### Required action
Lift every line from the entries that includes the word "written".

### Data to use

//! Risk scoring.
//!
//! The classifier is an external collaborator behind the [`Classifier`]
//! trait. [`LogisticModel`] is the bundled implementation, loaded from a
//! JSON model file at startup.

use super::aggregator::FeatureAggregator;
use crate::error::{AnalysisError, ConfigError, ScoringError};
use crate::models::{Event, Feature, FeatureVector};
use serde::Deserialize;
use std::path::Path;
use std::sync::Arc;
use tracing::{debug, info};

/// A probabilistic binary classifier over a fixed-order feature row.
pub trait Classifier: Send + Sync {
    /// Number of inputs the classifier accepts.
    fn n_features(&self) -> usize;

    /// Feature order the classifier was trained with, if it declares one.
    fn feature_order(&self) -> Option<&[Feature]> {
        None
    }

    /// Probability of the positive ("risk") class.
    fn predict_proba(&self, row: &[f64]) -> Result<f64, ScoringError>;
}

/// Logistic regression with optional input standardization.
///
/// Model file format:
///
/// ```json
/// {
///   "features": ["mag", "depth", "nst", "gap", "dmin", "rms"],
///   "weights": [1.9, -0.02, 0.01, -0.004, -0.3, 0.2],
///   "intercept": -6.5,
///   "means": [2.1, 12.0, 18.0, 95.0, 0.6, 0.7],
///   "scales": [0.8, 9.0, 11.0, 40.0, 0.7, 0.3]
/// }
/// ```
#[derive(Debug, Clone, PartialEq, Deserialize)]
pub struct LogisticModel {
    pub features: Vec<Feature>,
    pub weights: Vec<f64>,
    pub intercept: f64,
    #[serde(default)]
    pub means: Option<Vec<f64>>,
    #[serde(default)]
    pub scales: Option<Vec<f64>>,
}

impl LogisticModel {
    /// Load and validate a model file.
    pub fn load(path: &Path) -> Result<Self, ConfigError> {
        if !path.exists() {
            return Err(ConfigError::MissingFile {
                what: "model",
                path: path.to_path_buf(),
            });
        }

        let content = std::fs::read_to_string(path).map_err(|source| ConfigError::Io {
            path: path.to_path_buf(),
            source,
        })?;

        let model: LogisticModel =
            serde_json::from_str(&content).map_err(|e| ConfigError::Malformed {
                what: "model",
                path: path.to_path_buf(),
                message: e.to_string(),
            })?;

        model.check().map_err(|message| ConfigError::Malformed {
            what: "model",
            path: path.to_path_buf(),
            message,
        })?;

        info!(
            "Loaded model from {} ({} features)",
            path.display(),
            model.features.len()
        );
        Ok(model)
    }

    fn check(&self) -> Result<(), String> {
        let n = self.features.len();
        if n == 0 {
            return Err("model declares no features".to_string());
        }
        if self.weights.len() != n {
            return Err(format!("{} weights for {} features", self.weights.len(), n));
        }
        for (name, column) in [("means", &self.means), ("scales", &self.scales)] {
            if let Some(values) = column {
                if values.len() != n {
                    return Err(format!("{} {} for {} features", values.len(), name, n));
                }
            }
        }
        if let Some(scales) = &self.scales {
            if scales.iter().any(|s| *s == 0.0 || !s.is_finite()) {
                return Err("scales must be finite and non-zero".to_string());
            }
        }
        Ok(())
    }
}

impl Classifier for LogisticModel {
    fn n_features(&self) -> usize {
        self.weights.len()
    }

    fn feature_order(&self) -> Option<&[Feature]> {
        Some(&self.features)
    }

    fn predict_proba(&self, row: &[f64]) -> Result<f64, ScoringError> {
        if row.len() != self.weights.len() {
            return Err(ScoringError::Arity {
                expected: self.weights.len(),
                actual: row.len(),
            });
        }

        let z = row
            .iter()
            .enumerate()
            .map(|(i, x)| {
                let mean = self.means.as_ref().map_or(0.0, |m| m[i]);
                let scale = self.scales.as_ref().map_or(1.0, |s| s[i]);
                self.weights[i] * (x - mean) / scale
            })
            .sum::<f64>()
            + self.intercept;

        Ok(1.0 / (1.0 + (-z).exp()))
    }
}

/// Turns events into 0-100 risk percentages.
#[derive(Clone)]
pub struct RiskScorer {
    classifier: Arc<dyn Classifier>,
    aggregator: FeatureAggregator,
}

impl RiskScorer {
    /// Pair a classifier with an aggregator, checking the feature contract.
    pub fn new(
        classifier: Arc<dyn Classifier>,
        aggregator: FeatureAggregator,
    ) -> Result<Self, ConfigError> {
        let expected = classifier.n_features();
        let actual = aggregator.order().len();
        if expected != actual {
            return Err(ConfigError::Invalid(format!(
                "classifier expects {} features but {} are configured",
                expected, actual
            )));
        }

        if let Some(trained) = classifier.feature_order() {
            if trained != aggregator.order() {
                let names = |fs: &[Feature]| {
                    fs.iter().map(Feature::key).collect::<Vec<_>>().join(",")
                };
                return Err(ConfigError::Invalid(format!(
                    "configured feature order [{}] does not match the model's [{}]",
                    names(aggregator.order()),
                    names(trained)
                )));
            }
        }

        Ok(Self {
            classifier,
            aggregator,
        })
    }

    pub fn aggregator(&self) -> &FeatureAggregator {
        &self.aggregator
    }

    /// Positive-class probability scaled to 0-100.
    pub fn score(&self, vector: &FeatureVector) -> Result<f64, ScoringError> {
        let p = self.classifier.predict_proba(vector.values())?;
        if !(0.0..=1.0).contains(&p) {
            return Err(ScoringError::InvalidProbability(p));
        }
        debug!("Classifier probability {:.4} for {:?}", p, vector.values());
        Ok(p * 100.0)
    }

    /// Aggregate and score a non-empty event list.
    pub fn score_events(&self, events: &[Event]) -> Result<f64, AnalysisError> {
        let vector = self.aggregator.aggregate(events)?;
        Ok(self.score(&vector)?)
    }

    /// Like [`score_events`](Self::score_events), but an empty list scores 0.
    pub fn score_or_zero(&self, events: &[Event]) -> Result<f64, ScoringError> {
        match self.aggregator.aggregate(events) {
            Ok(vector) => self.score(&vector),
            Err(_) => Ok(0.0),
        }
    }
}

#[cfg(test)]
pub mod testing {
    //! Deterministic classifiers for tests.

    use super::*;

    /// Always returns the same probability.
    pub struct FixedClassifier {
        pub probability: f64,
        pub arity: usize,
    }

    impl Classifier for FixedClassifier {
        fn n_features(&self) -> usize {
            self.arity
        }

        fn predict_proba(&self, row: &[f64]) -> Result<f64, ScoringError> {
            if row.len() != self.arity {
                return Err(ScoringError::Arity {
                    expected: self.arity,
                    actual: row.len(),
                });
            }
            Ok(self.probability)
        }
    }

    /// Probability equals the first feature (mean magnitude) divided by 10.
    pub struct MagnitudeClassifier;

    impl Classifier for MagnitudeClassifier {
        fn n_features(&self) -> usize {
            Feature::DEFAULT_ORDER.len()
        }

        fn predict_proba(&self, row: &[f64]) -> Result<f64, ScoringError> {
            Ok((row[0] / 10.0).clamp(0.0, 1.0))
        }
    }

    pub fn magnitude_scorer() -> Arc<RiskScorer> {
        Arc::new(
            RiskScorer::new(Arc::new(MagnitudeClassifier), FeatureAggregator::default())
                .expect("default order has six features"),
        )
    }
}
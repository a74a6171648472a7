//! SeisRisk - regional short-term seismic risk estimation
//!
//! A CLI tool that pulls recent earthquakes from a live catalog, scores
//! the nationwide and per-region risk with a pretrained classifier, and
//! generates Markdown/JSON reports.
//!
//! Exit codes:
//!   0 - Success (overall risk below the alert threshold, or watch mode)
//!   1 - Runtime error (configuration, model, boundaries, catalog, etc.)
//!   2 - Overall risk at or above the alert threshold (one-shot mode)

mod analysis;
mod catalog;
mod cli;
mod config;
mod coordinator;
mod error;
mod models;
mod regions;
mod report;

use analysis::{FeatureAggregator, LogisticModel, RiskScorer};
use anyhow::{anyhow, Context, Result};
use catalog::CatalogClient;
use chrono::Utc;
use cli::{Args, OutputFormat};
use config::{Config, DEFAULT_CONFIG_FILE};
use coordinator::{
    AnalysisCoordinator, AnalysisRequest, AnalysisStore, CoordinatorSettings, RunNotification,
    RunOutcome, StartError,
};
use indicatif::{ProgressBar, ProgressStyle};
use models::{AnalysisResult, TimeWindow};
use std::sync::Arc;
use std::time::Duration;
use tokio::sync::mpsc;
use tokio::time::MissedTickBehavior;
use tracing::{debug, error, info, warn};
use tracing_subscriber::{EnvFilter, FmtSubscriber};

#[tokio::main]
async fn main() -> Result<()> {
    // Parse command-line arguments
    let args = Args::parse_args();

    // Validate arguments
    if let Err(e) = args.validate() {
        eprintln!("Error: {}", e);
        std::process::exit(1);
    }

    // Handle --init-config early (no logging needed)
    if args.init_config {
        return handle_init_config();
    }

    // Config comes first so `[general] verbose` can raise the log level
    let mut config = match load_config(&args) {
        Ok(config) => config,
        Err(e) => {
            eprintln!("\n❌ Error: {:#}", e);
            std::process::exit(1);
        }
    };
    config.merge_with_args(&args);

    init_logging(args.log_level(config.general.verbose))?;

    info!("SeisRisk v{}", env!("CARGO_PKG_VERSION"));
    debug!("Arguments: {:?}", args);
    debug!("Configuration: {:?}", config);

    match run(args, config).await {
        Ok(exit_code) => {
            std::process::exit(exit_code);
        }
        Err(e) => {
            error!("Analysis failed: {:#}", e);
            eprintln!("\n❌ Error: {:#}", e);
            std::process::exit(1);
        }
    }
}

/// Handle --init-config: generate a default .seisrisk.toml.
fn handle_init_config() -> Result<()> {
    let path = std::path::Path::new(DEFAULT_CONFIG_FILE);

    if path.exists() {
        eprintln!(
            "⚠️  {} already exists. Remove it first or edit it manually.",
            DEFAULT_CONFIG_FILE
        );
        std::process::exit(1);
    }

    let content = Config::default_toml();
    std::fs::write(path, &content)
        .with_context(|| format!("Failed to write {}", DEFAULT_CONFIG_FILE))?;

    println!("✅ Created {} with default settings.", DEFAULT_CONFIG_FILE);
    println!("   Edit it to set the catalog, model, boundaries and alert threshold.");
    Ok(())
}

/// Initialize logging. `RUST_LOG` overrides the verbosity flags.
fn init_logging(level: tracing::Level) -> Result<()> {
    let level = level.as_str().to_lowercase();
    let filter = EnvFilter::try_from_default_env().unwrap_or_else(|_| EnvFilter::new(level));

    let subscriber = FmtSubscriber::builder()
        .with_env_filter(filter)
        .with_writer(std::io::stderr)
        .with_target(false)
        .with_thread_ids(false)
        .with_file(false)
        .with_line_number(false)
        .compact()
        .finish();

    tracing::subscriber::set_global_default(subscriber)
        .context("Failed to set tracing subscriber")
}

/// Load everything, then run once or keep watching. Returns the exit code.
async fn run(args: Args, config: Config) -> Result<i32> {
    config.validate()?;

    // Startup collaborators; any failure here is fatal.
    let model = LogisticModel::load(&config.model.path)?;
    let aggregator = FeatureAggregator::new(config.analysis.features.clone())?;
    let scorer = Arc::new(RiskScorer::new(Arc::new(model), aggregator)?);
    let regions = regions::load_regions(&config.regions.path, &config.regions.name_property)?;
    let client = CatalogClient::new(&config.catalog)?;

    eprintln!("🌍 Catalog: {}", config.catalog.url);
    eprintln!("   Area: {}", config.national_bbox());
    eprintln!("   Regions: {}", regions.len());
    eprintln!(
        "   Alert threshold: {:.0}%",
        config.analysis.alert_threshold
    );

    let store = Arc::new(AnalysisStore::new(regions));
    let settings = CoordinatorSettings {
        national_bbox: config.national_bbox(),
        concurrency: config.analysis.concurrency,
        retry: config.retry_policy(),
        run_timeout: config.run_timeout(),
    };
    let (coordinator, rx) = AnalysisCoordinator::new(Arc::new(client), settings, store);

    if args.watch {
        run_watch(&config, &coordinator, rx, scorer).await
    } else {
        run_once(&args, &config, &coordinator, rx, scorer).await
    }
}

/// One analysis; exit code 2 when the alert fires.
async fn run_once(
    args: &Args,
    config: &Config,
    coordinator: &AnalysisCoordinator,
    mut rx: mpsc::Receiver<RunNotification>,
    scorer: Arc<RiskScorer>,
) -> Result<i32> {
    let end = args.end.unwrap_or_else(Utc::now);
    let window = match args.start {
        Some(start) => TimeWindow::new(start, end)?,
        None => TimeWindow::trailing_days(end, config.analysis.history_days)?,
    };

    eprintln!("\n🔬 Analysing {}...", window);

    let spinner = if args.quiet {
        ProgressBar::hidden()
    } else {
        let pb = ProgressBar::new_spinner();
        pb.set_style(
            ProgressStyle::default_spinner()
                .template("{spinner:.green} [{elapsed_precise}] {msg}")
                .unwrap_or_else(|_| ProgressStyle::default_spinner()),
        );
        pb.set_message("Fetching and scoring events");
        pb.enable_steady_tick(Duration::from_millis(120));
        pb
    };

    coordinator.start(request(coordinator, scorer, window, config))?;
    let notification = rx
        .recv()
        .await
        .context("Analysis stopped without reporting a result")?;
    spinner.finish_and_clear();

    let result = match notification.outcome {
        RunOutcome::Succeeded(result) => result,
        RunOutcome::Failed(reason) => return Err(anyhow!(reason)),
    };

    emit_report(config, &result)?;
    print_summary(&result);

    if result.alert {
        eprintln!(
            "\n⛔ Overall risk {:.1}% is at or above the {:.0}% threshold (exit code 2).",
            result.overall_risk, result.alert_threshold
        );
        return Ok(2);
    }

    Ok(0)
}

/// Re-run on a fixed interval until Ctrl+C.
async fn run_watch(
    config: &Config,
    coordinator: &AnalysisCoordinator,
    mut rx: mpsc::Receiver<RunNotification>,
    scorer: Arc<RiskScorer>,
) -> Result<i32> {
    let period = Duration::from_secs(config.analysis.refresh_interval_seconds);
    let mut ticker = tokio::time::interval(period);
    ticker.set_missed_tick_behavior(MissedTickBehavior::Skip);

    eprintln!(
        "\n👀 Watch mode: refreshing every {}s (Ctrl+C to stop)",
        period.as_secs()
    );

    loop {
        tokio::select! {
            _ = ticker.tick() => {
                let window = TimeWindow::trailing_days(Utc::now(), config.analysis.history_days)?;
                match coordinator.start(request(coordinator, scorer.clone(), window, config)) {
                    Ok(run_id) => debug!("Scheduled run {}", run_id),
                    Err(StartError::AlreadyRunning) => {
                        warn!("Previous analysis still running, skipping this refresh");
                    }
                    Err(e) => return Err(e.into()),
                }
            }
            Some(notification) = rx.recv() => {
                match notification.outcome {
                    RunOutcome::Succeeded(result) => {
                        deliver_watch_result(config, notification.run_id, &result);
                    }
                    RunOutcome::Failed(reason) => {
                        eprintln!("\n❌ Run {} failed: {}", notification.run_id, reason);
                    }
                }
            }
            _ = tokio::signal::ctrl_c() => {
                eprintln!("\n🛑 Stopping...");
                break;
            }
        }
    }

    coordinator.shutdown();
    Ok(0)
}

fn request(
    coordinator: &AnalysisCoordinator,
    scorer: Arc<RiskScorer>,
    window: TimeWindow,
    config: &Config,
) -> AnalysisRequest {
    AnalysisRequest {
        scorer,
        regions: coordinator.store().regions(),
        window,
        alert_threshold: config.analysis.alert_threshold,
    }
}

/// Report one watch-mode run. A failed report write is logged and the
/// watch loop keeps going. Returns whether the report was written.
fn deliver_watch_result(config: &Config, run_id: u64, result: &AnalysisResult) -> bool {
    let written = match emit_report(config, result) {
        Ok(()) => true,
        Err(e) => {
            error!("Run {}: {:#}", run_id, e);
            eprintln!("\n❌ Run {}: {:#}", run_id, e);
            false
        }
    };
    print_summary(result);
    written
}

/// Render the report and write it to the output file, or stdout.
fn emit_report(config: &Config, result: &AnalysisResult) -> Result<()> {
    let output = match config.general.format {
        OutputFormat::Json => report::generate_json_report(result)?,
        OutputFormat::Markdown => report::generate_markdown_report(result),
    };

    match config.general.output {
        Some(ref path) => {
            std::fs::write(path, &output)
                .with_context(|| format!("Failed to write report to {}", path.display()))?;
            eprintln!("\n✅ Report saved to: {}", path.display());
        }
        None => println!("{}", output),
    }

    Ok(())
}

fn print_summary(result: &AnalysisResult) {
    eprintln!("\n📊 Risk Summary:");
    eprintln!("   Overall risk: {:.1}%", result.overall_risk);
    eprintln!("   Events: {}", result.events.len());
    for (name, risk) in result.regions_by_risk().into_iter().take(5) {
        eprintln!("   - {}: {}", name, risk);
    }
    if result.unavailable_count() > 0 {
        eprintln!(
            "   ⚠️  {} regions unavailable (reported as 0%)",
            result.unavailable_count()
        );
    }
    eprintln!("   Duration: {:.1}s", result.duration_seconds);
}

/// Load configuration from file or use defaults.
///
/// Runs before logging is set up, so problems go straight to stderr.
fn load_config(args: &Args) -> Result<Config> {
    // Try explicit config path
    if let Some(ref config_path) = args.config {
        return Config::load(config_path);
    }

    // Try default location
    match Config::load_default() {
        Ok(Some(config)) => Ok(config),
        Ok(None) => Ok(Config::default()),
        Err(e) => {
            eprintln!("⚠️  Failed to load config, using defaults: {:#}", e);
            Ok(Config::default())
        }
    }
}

### Response to this task
/// watch loop keeps going. Returns whether the report was written.
    let written = match emit_report(config, result) {
    written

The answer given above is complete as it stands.